» SUPPLIED INFORMATION
──────
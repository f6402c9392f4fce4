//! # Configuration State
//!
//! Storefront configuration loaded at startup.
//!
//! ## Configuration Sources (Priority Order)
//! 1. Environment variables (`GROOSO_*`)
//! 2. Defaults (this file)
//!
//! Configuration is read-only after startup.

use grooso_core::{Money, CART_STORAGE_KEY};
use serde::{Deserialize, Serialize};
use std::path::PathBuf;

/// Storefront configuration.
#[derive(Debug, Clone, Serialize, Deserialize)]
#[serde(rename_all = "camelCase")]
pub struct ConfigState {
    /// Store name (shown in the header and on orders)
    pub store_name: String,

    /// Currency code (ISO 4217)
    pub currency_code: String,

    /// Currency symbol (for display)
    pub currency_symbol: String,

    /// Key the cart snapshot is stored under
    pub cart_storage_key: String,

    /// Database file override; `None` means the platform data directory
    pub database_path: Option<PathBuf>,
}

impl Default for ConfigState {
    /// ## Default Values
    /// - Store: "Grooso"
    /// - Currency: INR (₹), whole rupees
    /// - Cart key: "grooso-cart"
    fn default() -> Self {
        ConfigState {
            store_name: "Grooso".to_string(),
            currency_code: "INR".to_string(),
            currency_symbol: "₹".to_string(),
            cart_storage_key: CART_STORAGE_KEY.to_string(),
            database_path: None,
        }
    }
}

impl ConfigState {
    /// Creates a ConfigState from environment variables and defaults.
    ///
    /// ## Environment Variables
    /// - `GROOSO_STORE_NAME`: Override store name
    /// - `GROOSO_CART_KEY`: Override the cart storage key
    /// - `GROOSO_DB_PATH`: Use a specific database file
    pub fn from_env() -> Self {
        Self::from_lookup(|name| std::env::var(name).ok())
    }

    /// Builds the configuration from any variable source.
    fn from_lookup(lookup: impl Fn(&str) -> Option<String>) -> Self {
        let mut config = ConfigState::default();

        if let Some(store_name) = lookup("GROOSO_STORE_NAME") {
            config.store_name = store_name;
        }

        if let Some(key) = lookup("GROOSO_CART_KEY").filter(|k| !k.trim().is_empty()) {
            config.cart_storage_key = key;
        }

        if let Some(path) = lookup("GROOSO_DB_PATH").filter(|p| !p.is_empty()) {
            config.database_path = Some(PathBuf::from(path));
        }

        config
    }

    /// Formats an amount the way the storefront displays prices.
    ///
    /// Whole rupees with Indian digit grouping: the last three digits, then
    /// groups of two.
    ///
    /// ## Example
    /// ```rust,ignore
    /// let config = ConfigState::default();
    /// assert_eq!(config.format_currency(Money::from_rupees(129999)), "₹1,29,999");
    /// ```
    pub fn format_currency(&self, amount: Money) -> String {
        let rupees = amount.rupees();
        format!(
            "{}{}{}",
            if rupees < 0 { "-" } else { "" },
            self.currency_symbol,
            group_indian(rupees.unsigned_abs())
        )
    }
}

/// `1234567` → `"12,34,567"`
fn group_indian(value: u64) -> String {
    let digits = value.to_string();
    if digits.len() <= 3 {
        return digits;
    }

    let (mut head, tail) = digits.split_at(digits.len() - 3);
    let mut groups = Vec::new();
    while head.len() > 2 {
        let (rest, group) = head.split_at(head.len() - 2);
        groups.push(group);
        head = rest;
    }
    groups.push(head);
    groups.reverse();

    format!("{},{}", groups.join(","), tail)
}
──────
» WORK INSTRUCTIONS
Every entry is to be copied exactly, with none omitted.

» SOLUTION TO THIS EXERCISE
repository f6402c9392f4fce4
//! # Configuration State
//!
//! Storefront configuration loaded at startup.
//!
//! ## Configuration Sources (Priority Order)
//! 1. Environment variables (`GROOSO_*`)
//! 2. Defaults (this file)
//!
//! Configuration is read-only after startup.

use grooso_core::{Money, CART_STORAGE_KEY};
use serde::{Deserialize, Serialize};
use std::path::PathBuf;

/// Storefront configuration.
#[derive(Debug, Clone, Serialize, Deserialize)]
#[serde(rename_all = "camelCase")]
pub struct ConfigState {
    /// Store name (shown in the header and on orders)
    pub store_name: String,

    /// Currency code (ISO 4217)
    pub currency_code: String,

    /// Currency symbol (for display)
    pub currency_symbol: String,

    /// Key the cart snapshot is stored under
    pub cart_storage_key: String,

    /// Database file override; `None` means the platform data directory
    pub database_path: Option<PathBuf>,
}

impl Default for ConfigState {
    /// ## Default Values
    /// - Store: "Grooso"
    /// - Currency: INR (₹), whole rupees
    /// - Cart key: "grooso-cart"
    fn default() -> Self {
        ConfigState {
            store_name: "Grooso".to_string(),
            currency_code: "INR".to_string(),
            currency_symbol: "₹".to_string(),
            cart_storage_key: CART_STORAGE_KEY.to_string(),
            database_path: None,
        }
    }
}

impl ConfigState {
    /// Creates a ConfigState from environment variables and defaults.
    ///
    /// ## Environment Variables
    /// - `GROOSO_STORE_NAME`: Override store name
    /// - `GROOSO_CART_KEY`: Override the cart storage key
    /// - `GROOSO_DB_PATH`: Use a specific database file
    pub fn from_env() -> Self {
        Self::from_lookup(|name| std::env::var(name).ok())
    }

    /// Builds the configuration from any variable source.
    fn from_lookup(lookup: impl Fn(&str) -> Option<String>) -> Self {
        let mut config = ConfigState::default();

        if let Some(store_name) = lookup("GROOSO_STORE_NAME") {
            config.store_name = store_name;
        }

        if let Some(key) = lookup("GROOSO_CART_KEY").filter(|k| !k.trim().is_empty()) {
            config.cart_storage_key = key;
        }

        if let Some(path) = lookup("GROOSO_DB_PATH").filter(|p| !p.is_empty()) {
            config.database_path = Some(PathBuf::from(path));
        }

        config
    }

    /// Formats an amount the way the storefront displays prices.
    ///
    /// Whole rupees with Indian digit grouping: the last three digits, then
    /// groups of two.
    ///
    /// ## Example
    /// ```rust,ignore
    /// let config = ConfigState::default();
    /// assert_eq!(config.format_currency(Money::from_rupees(129999)), "₹1,29,999");
    /// ```
    pub fn format_currency(&self, amount: Money) -> String {
        let rupees = amount.rupees();
        format!(
            "{}{}{}",
            if rupees < 0 { "-" } else { "" },
            self.currency_symbol,
            group_indian(rupees.unsigned_abs())
        )
    }
}

/// `1234567` → `"12,34,567"`
fn group_indian(value: u64) -> String {
    let digits = value.to_string();
    if digits.len() <= 3 {
        return digits;
    }

    let (mut head, tail) = digits.split_at(digits.len() - 3);
    let mut groups = Vec::new();
    while head.len() > 2 {
        let (rest, group) = head.split_at(head.len() - 2);
        groups.push(group);
        head = rest;
    }
    groups.push(head);
    groups.reverse();

    format!("{},{}", groups.join(","), tail)
}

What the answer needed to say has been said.